*Work item*
Copy the records below exactly. Include all of them.

*Exercise data*

*** Block opens ***

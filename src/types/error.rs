//! Unified Error Type System
//!
//! Centralized error types for the entire application.
//! Backend failures are split into two kinds so callers can route them:
//!
//! - **Connection**: endpoint unreachable, timed out, or answering with 5xx (retry)
//! - **Model**: endpoint reachable but the model rejected or failed the request (surface)
//!
//! Everything else surfaces immediately with the step and repository attached
//! by the pipeline.

use std::fmt;
use std::time::Duration;
use thiserror::Error;

// =============================================================================
// Pipeline Steps
// =============================================================================

/// Pipeline step names used as error context
#[derive(Debug, Clone, Copy, PartialEq, Eq)]
pub enum PipelineStep {
    Fetch,
    Analyze,
    Generate,
    Lint,
    Save,
}

impl fmt::Display for PipelineStep {
    fn fmt(&self, f: &mut fmt::Formatter<'_>) -> fmt::Result {
        match self {
            Self::Fetch => write!(f, "fetch"),
            Self::Analyze => write!(f, "analyze"),
            Self::Generate => write!(f, "generate"),
            Self::Lint => write!(f, "lint"),
            Self::Save => write!(f, "save"),
        }
    }
}

// =============================================================================
// Error Classifier
// =============================================================================

/// Maps transport-level observations onto `Connection` or `Model` errors
pub struct ErrorClassifier;

impl ErrorClassifier {
    /// Classify an HTTP status returned by a reachable endpoint.
    ///
    /// Any 5xx status is a server-side failure and counts as a connection
    /// failure, which the retry policy tries again. Other non-2xx statuses are
    /// the model side refusing the request and surface immediately.
    pub fn classify_http_status(
        status: u16,
        body: &str,
        endpoint: &str,
        model: &str,
    ) -> DocForgeError {
        let message = format!("HTTP {}: {}", status, truncate_preview(body, 300));
        match status {
            500..=599 => DocForgeError::connection(endpoint, message),
            _ => DocForgeError::model(model, message),
        }
    }

    /// Classify a reqwest transport error
    pub fn classify_transport(err: &reqwest::Error, endpoint: &str, model: &str) -> DocForgeError {
        if err.is_connect() {
            DocForgeError::connection(
                endpoint,
                format!("endpoint unreachable: {}", err),
            )
        } else if err.is_timeout() {
            DocForgeError::connection(endpoint, format!("request timed out: {}", err))
        } else if err.is_decode() || err.is_body() {
            DocForgeError::model(model, format!("invalid response body: {}", err))
        } else if err.is_request() {
            DocForgeError::connection(endpoint, format!("request failed: {}", err))
        } else {
            DocForgeError::model(model, err.to_string())
        }
    }
}

// =============================================================================
// Application Error
// =============================================================================

#[derive(Debug, Error)]
pub enum DocForgeError {
    // -------------------------------------------------------------------------
    // System Errors (auto From impl)
    // -------------------------------------------------------------------------
    #[error("IO error: {0}")]
    Io(#[from] std::io::Error),

    #[error("Database error: {0}")]
    Database(#[from] rusqlite::Error),

    #[error("JSON error: {0}")]
    Json(#[from] serde_json::Error),

    // -------------------------------------------------------------------------
    // Backend Errors
    // -------------------------------------------------------------------------
    /// Endpoint unreachable, timed out or unavailable
    #[error("Cannot reach model backend at {endpoint}: {message}")]
    Connection { endpoint: String, message: String },

    /// Endpoint reachable but the model rejected or failed the request
    #[error("Model '{model}' failed: {message}")]
    Model { model: String, message: String },

    /// Transient failures persisted through every retry
    #[error("Model backend failed after {attempts} attempt(s): {source}")]
    GenerationBackend {
        attempts: u32,
        #[source]
        source: Box<DocForgeError>,
    },

    /// Backend returned lint output that does not match the findings schema
    #[error("Malformed backend response: {message} (response: {preview})")]
    MalformedResponse { message: String, preview: String },

    #[error("Timeout after {duration:?}: {operation}")]
    Timeout {
        operation: String,
        duration: Duration,
    },

    #[error("Cancelled: {operation}")]
    Cancelled { operation: String },

    // -------------------------------------------------------------------------
    // Pipeline Errors
    // -------------------------------------------------------------------------
    #[error("Repository {repository} has no source units to document")]
    EmptyRepository { repository: String },

    /// Lint result computed for content that has since changed
    #[error("Lint result for content {expected} is stale (current content {actual})")]
    StaleFindings { expected: String, actual: String },

    /// Step/repository context attached by the pipeline
    #[error("{step} failed for {repository}: {source}")]
    Step {
        step: PipelineStep,
        repository: String,
        #[source]
        source: Box<DocForgeError>,
    },

    /// A lint pass reported error-severity findings
    #[error("Lint found {errors} error(s) and {warnings} warning(s)")]
    LintFailed { errors: usize, warnings: usize },

    // -------------------------------------------------------------------------
    // Domain Errors
    // -------------------------------------------------------------------------
    #[error("Repository not found: {0}")]
    RepositoryNotFound(String),

    #[error("Invalid repository id '{id}': {reason}")]
    InvalidRepositoryId { id: String, reason: String },

    #[error("Config error: {0}")]
    Config(String),

    #[error("Parse error in {path}: {message}")]
    Parse { path: String, message: String },

    #[error("Storage error: {0}")]
    Storage(String),

    #[error("Not initialized: run 'docforge init' first")]
    NotInitialized,
}

pub type Result<T> = std::result::Result<T, DocForgeError>;

// =============================================================================
// Helper Functions
// =============================================================================

impl DocForgeError {
    /// Create a connection error
    pub fn connection(endpoint: impl Into<String>, message: impl Into<String>) -> Self {
        Self::Connection {
            endpoint: endpoint.into(),
            message: message.into(),
        }
    }

    /// Create a model error
    pub fn model(model: impl Into<String>, message: impl Into<String>) -> Self {
        Self::Model {
            model: model.into(),
            message: message.into(),
        }
    }

    /// Create a malformed response error with a short preview of the raw text
    pub fn malformed(message: impl Into<String>, raw: &str) -> Self {
        Self::MalformedResponse {
            message: message.into(),
            preview: truncate_preview(raw, 200),
        }
    }

    /// Create a timeout error
    pub fn timeout(operation: impl Into<String>, duration: Duration) -> Self {
        Self::Timeout {
            operation: operation.into(),
            duration,
        }
    }

    /// Create a cancellation error
    pub fn cancelled(operation: impl Into<String>) -> Self {
        Self::Cancelled {
            operation: operation.into(),
        }
    }

    /// Attach pipeline step and repository context
    pub fn at_step(self, step: PipelineStep, repository: impl Into<String>) -> Self {
        Self::Step {
            step,
            repository: repository.into(),
            source: Box::new(self),
        }
    }

    /// Strip step context wrappers
    pub fn root_cause(&self) -> &DocForgeError {
        match self {
            Self::Step { source, .. } => source.root_cause(),
            other => other,
        }
    }

    /// Transient failures that the retry policy may try again
    pub fn is_retryable(&self) -> bool {
        matches!(
            self.root_cause(),
            Self::Connection { .. } | Self::Timeout { .. }
        )
    }

    /// Failures reported by a reachable model
    pub fn is_model_error(&self) -> bool {
        matches!(
            self.root_cause(),
            Self::Model { .. } | Self::MalformedResponse { .. }
        )
    }

    pub fn is_cancelled(&self) -> bool {
        matches!(self.root_cause(), Self::Cancelled { .. })
    }
}

impl From<figment::Error> for DocForgeError {
    fn from(err: figment::Error) -> Self {
        DocForgeError::Config(format!("Configuration error: {}", err))
    }
}

/// Context extension trait for adding context to errors
pub trait ResultExt<T> {
    /// Add context to an error
    fn with_context<C: Into<String>>(self, context: C) -> Result<T>;
}

impl<T, E: std::error::Error + Send + Sync + 'static> ResultExt<T> for std::result::Result<T, E> {
    fn with_context<C: Into<String>>(self, context: C) -> Result<T> {
        self.map_err(|e| DocForgeError::Storage(format!("{}: {}", context.into(), e)))
    }
}

fn truncate_preview(text: &str, max_chars: usize) -> String {
    let trimmed = text.trim();
    if trimmed.chars().count() <= max_chars {
        return trimmed.to_string();
    }
    let mut preview: String = trimmed.chars().take(max_chars).collect();
    preview.push_str("...");
    preview
}

// =============================================================================
// Tests
// =============================================================================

*** Block closes ***

*Completed exercise*
filename src/types/error.rs
//! Unified Error Type System
//!
//! Centralized error types for the entire application.
//! Backend failures are split into two kinds so callers can route them:
//!
//! - **Connection**: endpoint unreachable, timed out, or answering with 5xx (retry)
//! - **Model**: endpoint reachable but the model rejected or failed the request (surface)
//!
//! Everything else surfaces immediately with the step and repository attached
//! by the pipeline.

use std::fmt;
use std::time::Duration;
use thiserror::Error;

// =============================================================================
// Pipeline Steps
// =============================================================================

/// Pipeline step names used as error context
#[derive(Debug, Clone, Copy, PartialEq, Eq)]
pub enum PipelineStep {
    Fetch,
    Analyze,
    Generate,
    Lint,
    Save,
}

impl fmt::Display for PipelineStep {
    fn fmt(&self, f: &mut fmt::Formatter<'_>) -> fmt::Result {
        match self {
            Self::Fetch => write!(f, "fetch"),
            Self::Analyze => write!(f, "analyze"),
            Self::Generate => write!(f, "generate"),
            Self::Lint => write!(f, "lint"),
            Self::Save => write!(f, "save"),
        }
    }
}

// =============================================================================
// Error Classifier
// =============================================================================

/// Maps transport-level observations onto `Connection` or `Model` errors
pub struct ErrorClassifier;

impl ErrorClassifier {
    /// Classify an HTTP status returned by a reachable endpoint.
    ///
    /// Any 5xx status is a server-side failure and counts as a connection
    /// failure, which the retry policy tries again. Other non-2xx statuses are
    /// the model side refusing the request and surface immediately.
    pub fn classify_http_status(
        status: u16,
        body: &str,
        endpoint: &str,
        model: &str,
    ) -> DocForgeError {
        let message = format!("HTTP {}: {}", status, truncate_preview(body, 300));
        match status {
            500..=599 => DocForgeError::connection(endpoint, message),
            _ => DocForgeError::model(model, message),
        }
    }

    /// Classify a reqwest transport error
    pub fn classify_transport(err: &reqwest::Error, endpoint: &str, model: &str) -> DocForgeError {
        if err.is_connect() {
            DocForgeError::connection(
                endpoint,
                format!("endpoint unreachable: {}", err),
            )
        } else if err.is_timeout() {
            DocForgeError::connection(endpoint, format!("request timed out: {}", err))
        } else if err.is_decode() || err.is_body() {
            DocForgeError::model(model, format!("invalid response body: {}", err))
        } else if err.is_request() {
            DocForgeError::connection(endpoint, format!("request failed: {}", err))
        } else {
            DocForgeError::model(model, err.to_string())
        }
    }
}

// =============================================================================
// Application Error
// =============================================================================

#[derive(Debug, Error)]
pub enum DocForgeError {
    // -------------------------------------------------------------------------
    // System Errors (auto From impl)
    // -------------------------------------------------------------------------
    #[error("IO error: {0}")]
    Io(#[from] std::io::Error),

    #[error("Database error: {0}")]
    Database(#[from] rusqlite::Error),

    #[error("JSON error: {0}")]
    Json(#[from] serde_json::Error),

    // -------------------------------------------------------------------------
    // Backend Errors
    // -------------------------------------------------------------------------
    /// Endpoint unreachable, timed out or unavailable
    #[error("Cannot reach model backend at {endpoint}: {message}")]
    Connection { endpoint: String, message: String },

    /// Endpoint reachable but the model rejected or failed the request
    #[error("Model '{model}' failed: {message}")]
    Model { model: String, message: String },

    /// Transient failures persisted through every retry
    #[error("Model backend failed after {attempts} attempt(s): {source}")]
    GenerationBackend {
        attempts: u32,
        #[source]
        source: Box<DocForgeError>,
    },

    /// Backend returned lint output that does not match the findings schema
    #[error("Malformed backend response: {message} (response: {preview})")]
    MalformedResponse { message: String, preview: String },

    #[error("Timeout after {duration:?}: {operation}")]
    Timeout {
        operation: String,
        duration: Duration,
    },

    #[error("Cancelled: {operation}")]
    Cancelled { operation: String },

    // -------------------------------------------------------------------------
    // Pipeline Errors
    // -------------------------------------------------------------------------
    #[error("Repository {repository} has no source units to document")]
    EmptyRepository { repository: String },

    /// Lint result computed for content that has since changed
    #[error("Lint result for content {expected} is stale (current content {actual})")]
    StaleFindings { expected: String, actual: String },

    /// Step/repository context attached by the pipeline
    #[error("{step} failed for {repository}: {source}")]
    Step {
        step: PipelineStep,
        repository: String,
        #[source]
        source: Box<DocForgeError>,
    },

    /// A lint pass reported error-severity findings
    #[error("Lint found {errors} error(s) and {warnings} warning(s)")]
    LintFailed { errors: usize, warnings: usize },

    // -------------------------------------------------------------------------
    // Domain Errors
    // -------------------------------------------------------------------------
    #[error("Repository not found: {0}")]
    RepositoryNotFound(String),

    #[error("Invalid repository id '{id}': {reason}")]
    InvalidRepositoryId { id: String, reason: String },

    #[error("Config error: {0}")]
    Config(String),

    #[error("Parse error in {path}: {message}")]
    Parse { path: String, message: String },

    #[error("Storage error: {0}")]
    Storage(String),

    #[error("Not initialized: run 'docforge init' first")]
    NotInitialized,
}

pub type Result<T> = std::result::Result<T, DocForgeError>;

// =============================================================================
// Helper Functions
// =============================================================================

impl DocForgeError {
    /// Create a connection error
    pub fn connection(endpoint: impl Into<String>, message: impl Into<String>) -> Self {
        Self::Connection {
            endpoint: endpoint.into(),
            message: message.into(),
        }
    }

    /// Create a model error
    pub fn model(model: impl Into<String>, message: impl Into<String>) -> Self {
        Self::Model {
            model: model.into(),
            message: message.into(),
        }
    }

    /// Create a malformed response error with a short preview of the raw text
    pub fn malformed(message: impl Into<String>, raw: &str) -> Self {
        Self::MalformedResponse {
            message: message.into(),
            preview: truncate_preview(raw, 200),
        }
    }

    /// Create a timeout error
    pub fn timeout(operation: impl Into<String>, duration: Duration) -> Self {
        Self::Timeout {
            operation: operation.into(),
            duration,
        }
    }

    /// Create a cancellation error
    pub fn cancelled(operation: impl Into<String>) -> Self {
        Self::Cancelled {
            operation: operation.into(),
        }
    }

    /// Attach pipeline step and repository context
    pub fn at_step(self, step: PipelineStep, repository: impl Into<String>) -> Self {
        Self::Step {
            step,
            repository: repository.into(),
            source: Box::new(self),
        }
    }

    /// Strip step context wrappers
    pub fn root_cause(&self) -> &DocForgeError {
        match self {
            Self::Step { source, .. } => source.root_cause(),
            other => other,
        }
    }

    /// Transient failures that the retry policy may try again
    pub fn is_retryable(&self) -> bool {
        matches!(
            self.root_cause(),
            Self::Connection { .. } | Self::Timeout { .. }
        )
    }

    /// Failures reported by a reachable model
    pub fn is_model_error(&self) -> bool {
        matches!(
            self.root_cause(),
            Self::Model { .. } | Self::MalformedResponse { .. }
        )
    }

    pub fn is_cancelled(&self) -> bool {
        matches!(self.root_cause(), Self::Cancelled { .. })
    }
}

impl From<figment::Error> for DocForgeError {
    fn from(err: figment::Error) -> Self {
        DocForgeError::Config(format!("Configuration error: {}", err))
    }
}

/// Context extension trait for adding context to errors
pub trait ResultExt<T> {
    /// Add context to an error
    fn with_context<C: Into<String>>(self, context: C) -> Result<T>;
}

impl<T, E: std::error::Error + Send + Sync + 'static> ResultExt<T> for std::result::Result<T, E> {
    fn with_context<C: Into<String>>(self, context: C) -> Result<T> {
        self.map_err(|e| DocForgeError::Storage(format!("{}: {}", context.into(), e)))
    }
}

fn truncate_preview(text: &str, max_chars: usize) -> String {
    let trimmed = text.trim();
    if trimmed.chars().count() <= max_chars {
        return trimmed.to_string();
    }
    let mut preview: String = trimmed.chars().take(max_chars).collect();
    preview.push_str("...");
    preview
}

// =============================================================================
// Tests
// =============================================================================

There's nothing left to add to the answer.